Awaous stamineus, commonly known as ‘O‘opu nakea, is a species of goby native to the Hawaiian Islands. It has been previously considered a synonym of Awaous guamensis but recent work based upon morphological and genetic differences has recognized Hawaiian populations as being distinct. Consequently, Hawaiian Awaous are now recognized as a valid, distinct species.

Description and biology 
‘O‘opu nakea are omnivores. Analyses of their gut volume have shown to consist 84% of filamentous algae and the other 16% of chironomids (non-biting midges). ‘O‘opu nakea are about 14 inches long and have white streaks with speckles and a dark olive color. They lay eggs downstream where the males and females guard the nest. The males make the nest and attract the females who then lay one clutch a year.

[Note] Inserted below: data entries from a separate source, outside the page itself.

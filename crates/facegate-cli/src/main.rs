use std::process::ExitCode;

use clap::Parser;
use facegate_cli::cli::{Cli, OutputMode};
use facegate_cli::commands::CommandHandler;
use facegate_cli::output::render_error;
use tracing_subscriber::prelude::*;
use tracing_subscriber::{fmt, EnvFilter};

fn main() -> ExitCode {
    let cli = Cli::parse();
    let mode = cli.output_mode();
    init_tracing(cli.verbose, mode);

    let verbose = cli.verbose > 0;
    let handler: Box<dyn CommandHandler> = cli.command.into();
    match handler.execute(mode, verbose) {
        Ok(code) => code,
        Err(err) => {
            render_error(&err, mode);
            err.exit_code()
        }
    }
}

fn init_tracing(verbose: u8, mode: OutputMode) {
    let level = match (verbose, mode) {
        (0, OutputMode::Json) => "warn",
        (0, OutputMode::Human) => "info",
        (1, _) => "debug",
        _ => "trace",
    };
    let env_filter = EnvFilter::try_from_default_env().unwrap_or_else(|_| EnvFilter::new(level));
    let fmt_layer = fmt::layer()
        .with_target(false)
        .with_writer(std::io::stderr)
        .with_filter(env_filter);

    let registry = tracing_subscriber::registry().with(fmt_layer);
    if tracing::subscriber::set_global_default(registry).is_err() {
        // Already initialised (tests).
    }
}
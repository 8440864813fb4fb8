//! Liveness-gated face enrollment: head-turn and expression gates, burst
//! capture, two-image selection and all-or-nothing embedding extraction.

pub mod artifact;
pub mod burst;
pub mod capture;
pub mod detector;
#[cfg(feature = "dlib")]
pub mod dlib;
pub mod errors;
pub mod extractor;
pub mod gates;
pub mod geometry;
pub mod guard;
pub mod pipeline;
pub mod prompt;
pub mod selection;
pub mod session;
#[cfg(any(test, feature = "testing"))]
pub mod testing;

pub use artifact::{load_artifact, write_artifact, EnrollmentArtifact, ARTIFACT_VERSION};
pub use detector::{initialise_models, LandmarkDetector, ModelLoader, ModelsReady};
pub use errors::{AppError, AppResult};
pub use pipeline::{Collaborators, PipelineConfig, PipelineController};
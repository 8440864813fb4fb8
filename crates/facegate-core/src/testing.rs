//! Scripted collaborators for driving the pipeline without a camera or a
//! face model.

use std::collections::VecDeque;
use std::future::pending;
use std::sync::{Arc, Mutex, MutexGuard};

use async_trait::async_trait;
use image::{Rgb, RgbImage};

use crate::capture::{Frame, FrameSource};
use crate::detector::{
    DetectOptions, Detection, Embedding, Expression, ExpressionScores, LandmarkDetector,
    Landmarks, ModelCapability, ModelLoader, Point,
};
use crate::errors::{AppError, AppResult};
use crate::prompt::{Prompt, Prompter};
use crate::selection::{SelectionEvent, SelectionInput};
use crate::session::CapturedImage;

fn lock<T>(mutex: &Mutex<T>) -> MutexGuard<'_, T> {
    mutex.lock().unwrap_or_else(|poisoned| poisoned.into_inner())
}

/// Produces 4x4 frames whose pixels all carry the frame counter, so tests
/// can tell which frame ended up where.
#[derive(Debug, Default)]
pub struct ScriptedFrames {
    served: u64,
    fail_after: Option<u64>,
}

impl ScriptedFrames {
    pub fn new() -> Self {
        Self::default()
    }

    /// Serves `count` frames, then reports a device failure.
    pub fn failing_after(count: u64) -> Self {
        Self {
            served: 0,
            fail_after: Some(count),
        }
    }

    pub fn served(&self) -> u64 {
        self.served
    }
}

#[async_trait]
impl FrameSource for ScriptedFrames {
    async fn get_frame(&mut self) -> AppResult<Frame> {
        if self.fail_after.is_some_and(|limit| self.served >= limit) {
            return Err(AppError::FrameCapture {
                device: "scripted".into(),
                message: "device unplugged".into(),
            });
        }
        let value = (self.served % 256) as u8;
        self.served += 1;
        Ok(Frame::new(RgbImage::from_pixel(4, 4, Rgb([value; 3]))))
    }
}

/// Frame marker written by [`ScriptedFrames`].
pub fn frame_marker(image: &RgbImage) -> u8 {
    image.get_pixel(0, 0).0[0]
}

#[derive(Debug, Clone, Copy, PartialEq, Eq)]
pub struct DetectCall {
    pub options: DetectOptions,
    pub marker: u8,
}

/// Replays detection results in order. Once the script runs out, every call
/// returns the fallback (no face unless configured).
#[derive(Default)]
pub struct ScriptedDetector {
    script: VecDeque<AppResult<Option<Detection>>>,
    fallback: Option<Detection>,
    calls: Arc<Mutex<Vec<DetectCall>>>,
}

impl ScriptedDetector {
    pub fn new() -> Self {
        Self::default()
    }

    pub fn then(mut self, result: AppResult<Option<Detection>>) -> Self {
        self.script.push_back(result);
        self
    }

    pub fn then_no_face(self) -> Self {
        self.then(Ok(None))
    }

    pub fn then_distances(self, left: f64, right: f64) -> Self {
        self.then(Ok(Some(Detection {
            landmarks: Some(landmarks_with_distances(left, right)),
            ..Detection::default()
        })))
    }

    pub fn then_scores(self, entries: &[(Expression, f64)]) -> Self {
        self.then(Ok(Some(Detection {
            expressions: Some(scores(entries)),
            ..Detection::default()
        })))
    }

    pub fn then_embedding(self, values: Vec<f64>) -> Self {
        self.then(Ok(Some(Detection {
            landmarks: Some(landmarks_with_distances(80.0, 80.0)),
            embedding: Some(Embedding::new(values)),
            ..Detection::default()
        })))
    }

    pub fn then_error(self, message: &str) -> Self {
        self.then(Err(AppError::DetectorBackend(message.to_string())))
    }

    pub fn otherwise(mut self, detection: Detection) -> Self {
        self.fallback = Some(detection);
        self
    }

    /// Shared view of every call made so far.
    pub fn calls(&self) -> Arc<Mutex<Vec<DetectCall>>> {
        Arc::clone(&self.calls)
    }

    pub fn remaining(&self) -> usize {
        self.script.len()
    }
}

#[async_trait]
impl LandmarkDetector for ScriptedDetector {
    async fn detect(
        &mut self,
        image: &RgbImage,
        options: DetectOptions,
    ) -> AppResult<Option<Detection>> {
        lock(&self.calls).push(DetectCall {
            options,
            marker: frame_marker(image),
        });
        match self.script.pop_front() {
            Some(result) => result,
            None => Ok(self.fallback.clone()),
        }
    }
}

/// Records every prompt shown.
#[derive(Debug, Clone, Default)]
pub struct RecordingPrompter {
    prompts: Arc<Mutex<Vec<Prompt>>>,
    presented: Arc<Mutex<Vec<usize>>>,
}

impl RecordingPrompter {
    pub fn new() -> Self {
        Self::default()
    }

    pub fn prompts(&self) -> Vec<Prompt> {
        lock(&self.prompts).clone()
    }

    /// Capture-list sizes seen by `present_captures`.
    pub fn presented(&self) -> Vec<usize> {
        lock(&self.presented).clone()
    }
}

impl Prompter for RecordingPrompter {
    fn show(&mut self, prompt: &Prompt) {
        lock(&self.prompts).push(prompt.clone());
    }

    fn present_captures(&mut self, captures: &[CapturedImage]) {
        lock(&self.presented).push(captures.len());
    }
}

/// Replays selection events. When exhausted it either reports the input as
/// closed or blocks forever.
#[derive(Debug, Default)]
pub struct ScriptedInput {
    events: VecDeque<SelectionEvent>,
    hang_when_empty: bool,
}

impl ScriptedInput {
    pub fn new<I>(events: I) -> Self
    where
        I: IntoIterator<Item = SelectionEvent>,
    {
        Self {
            events: events.into_iter().collect(),
            hang_when_empty: false,
        }
    }

    pub fn hang_when_empty(mut self) -> Self {
        self.hang_when_empty = true;
        self
    }
}

#[async_trait]
impl SelectionInput for ScriptedInput {
    async fn next_event(&mut self) -> AppResult<Option<SelectionEvent>> {
        match self.events.pop_front() {
            Some(event) => Ok(Some(event)),
            None if self.hang_when_empty => pending().await,
            None => Ok(None),
        }
    }
}

/// Loader that fails on one capability, or on none.
#[derive(Debug, Default)]
pub struct ScriptedLoader {
    pub fail_on: Option<ModelCapability>,
    pub loaded: Vec<ModelCapability>,
}

#[async_trait]
impl ModelLoader for ScriptedLoader {
    async fn load(&mut self, capability: ModelCapability) -> Result<(), String> {
        if self.fail_on == Some(capability) {
            return Err(format!("{capability} weights not found"));
        }
        self.loaded.push(capability);
        Ok(())
    }
}

/// Landmarks whose eye-to-jaw distances are exactly `left` and `right`.
pub fn landmarks_with_distances(left: f64, right: f64) -> Landmarks {
    Landmarks {
        left_eye: Point::new(100.0, 100.0),
        jaw_left: Point::new(100.0 - left, 100.0),
        right_eye: Point::new(200.0, 100.0),
        jaw_right: Point::new(200.0 + right, 100.0),
    }
}

pub fn scores(entries: &[(Expression, f64)]) -> ExpressionScores {
    entries.iter().copied().collect()
}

Predators of this species include various birds, including the ‘auku‘u (black-crowned night heron), and other fishes, including āholehole (dark-margined flagtail), ulua (trevallies), moi (Pacific threadfin), and kākü (great barracuda).

Distribution and habitat 
‘O‘opu nakea are found in slow-moving waters especially on Kaua‘i during their annual spawning run to the stream mouth. ‘O‘opu nakea swim-up stream between 10 to 200 feet in strong currents.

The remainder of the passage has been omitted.